The first is raising the minimum age limit for purchasing and possessing firearms. In Uvalde, the assailant legally bought two assault rifles and more than 1,600 rounds of ammunition just after turning eighteen last month. There’s a reasonable argument to be had as to why teenagers are permitted to buy semiautomatic guns. Despite our country’s contradicting positions on when adulthood sets in (e.g., voting versus drinking), six states—Florida, Washington, Vermont, California, Illinois, and Hawaii—have already increased the minimum purchase age of long guns (shotguns and rifles) to twenty-one; the majority did so following the 2018 massacre in Parkland. Texas in some ways resembles Florida in its politics, so it’s possible, albeit improbable, that the Lone Star State might entertain this change following the second largest school shooting in U.S. history.
The second is “extreme risk protection orders,” or what are commonly referred to as red flag laws. The idea is fairly straightforward: If a person exhibits risk signaling behavior that they might be a threat to themselves or others, a family member, a school official, or a law enforcement officer can secure a court order that allows police to confiscate that person’s weapons and prohibit the purchase of additional firearms for the duration of the order. Currently, nineteen states and Washington, D.C., have some form of red flag law on the books. It’s unclear whether one would have helped in Uvalde, but it might have at least given communities a fighting chance in some of our nation’s deadliest school shootings.
The long odds of any of these ideas materializing, however, is indicative of our broken politics. The ratcheting up of distrust and assumption of bad motives on either side has been a cancer on our political culture and discourse.

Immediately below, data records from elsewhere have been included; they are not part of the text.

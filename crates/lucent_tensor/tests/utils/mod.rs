#![allow(dead_code)]

use lucent_core::{
    complex::Complex128,
    dense::DenseArray,
    dtype::DType,
    error::Result,
};
use lucent_tensor::Tensor;
use rand::{rngs::StdRng, Rng, SeedableRng};

pub fn init_logger() {
    let _ = env_logger::builder().is_test(true).try_init();
}

/// Tracked leaf of `dtype` with the given real values. Complex leaves get a
/// small imaginary part so both components are exercised.
pub fn setup_leaf(data: Vec<f64>, shape: &[usize], dtype: DType) -> Result<Tensor> {
    let array = match dtype {
        DType::F64 => DenseArray::from_vec(data, shape)?,
        DType::C128 => DenseArray::from_complex_vec(
            data.iter()
                .enumerate()
                .map(|(i, &v)| Complex128::new(v, 0.1 * (i as f64 + 1.0)))
                .collect(),
            shape,
        )?,
    };
    Ok(Tensor::from_dense_with_grad(array))
}

pub fn seeded(seed: u64) -> StdRng {
    StdRng::seed_from_u64(seed)
}

/// Tracked leaf with every real (and, for complex dtypes, imaginary)
/// component drawn uniformly from `[low, high)`.
pub fn random_leaf(rng: &mut StdRng, shape: &[usize], dtype: DType, low: f64, high: f64) -> Result<Tensor> {
    let size = shape.iter().product();
    let array = match dtype {
        DType::F64 => DenseArray::from_vec((0..size).map(|_| rng.gen_range(low..high)).collect(), shape)?,
        DType::C128 => DenseArray::from_complex_vec(
            (0..size)
                .map(|_| Complex128::new(rng.gen_range(low..high), rng.gen_range(low..high)))
                .collect(),
            shape,
        )?,
    };
    Ok(Tensor::from_dense_with_grad(array))
}

fn perturbed(values: &[Complex128], index: usize, delta: Complex128) -> Vec<Complex128> {
    let mut values = values.to_vec();
    values[index] = values[index] + delta;
    values
}

/// Compares the analytic gradient of the real scalar `cost` with respect to
/// `leaf` against central differences (per real and imaginary component).
pub fn check_gradient(leaf: &Tensor, cost: &Tensor) -> Result<()> {
    leaf.zero_grad()?;
    cost.backward()?;
    let analytic = leaf
        .grad()?
        .map(|g| g.to_complex_vec())
        .unwrap_or_else(|| vec![Complex128::ZERO; leaf.data().map(|d| d.size()).unwrap_or(0)]);

    let original = leaf.data()?;
    let shape = original.shape().to_vec();
    let values = original.to_complex_vec();
    let h = 1e-6;

    let eval = |values: Vec<Complex128>| -> Result<f64> {
        let array = if original.is_complex() {
            DenseArray::from_complex_vec(values, &shape)?
        } else {
            DenseArray::from_vec(values.iter().map(|v| v.re).collect(), &shape)?
        };
        leaf.set_data(array)?;
        cost.item()?.as_f64()
    };

    for i in 0..values.len() {
        let re = (eval(perturbed(&values, i, Complex128::new(h, 0.0)))?
            - eval(perturbed(&values, i, Complex128::new(-h, 0.0)))?)
            / (2.0 * h);
        let im = if original.is_complex() {
            (eval(perturbed(&values, i, Complex128::new(0.0, h)))? - eval(perturbed(&values, i, Complex128::new(0.0, -h)))?)
                / (2.0 * h)
        } else {
            0.0
        };
        let numeric = Complex128::new(re, im);
        let tolerance = 1e-4 * numeric.magnitude().max(1.0);
        assert!(
            (analytic[i] - numeric).magnitude() < tolerance,
            "element {}: analytic {} vs numeric {}",
            i,
            analytic[i],
            numeric
        );
    }

    leaf.set_data(original)?;
    Ok(())
}

#[macro_export]
macro_rules! test_ops {
    ([$($op:ident),*]) => {
        $(
            mod $op {
                use super::*;
                use paste::paste;

                paste! {
                    #[test]
                    fn f64() -> Result<()> {
                        init_logger();
                        test_functions::[<$op _test>](DType::F64)
                    }

                    #[test]
                    fn c128() -> Result<()> {
                        init_logger();
                        test_functions::[<$op _test>](DType::C128)
                    }
                }
            }
        )*
    };
}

Politicians and pundits alike are fruitlessly seeking, not to be crass, a silver bullet when what’s required is a serious and deliberative weighing of tradeoffs between liberty and protecting our children from this awful scourge. There are no quick or easy fixes. Thankfully, mass murders in schools of the variety we saw last week are exceedingly rare, but it’s a sad reality that we have now experienced enough of them to recognize the all too disturbing patterns.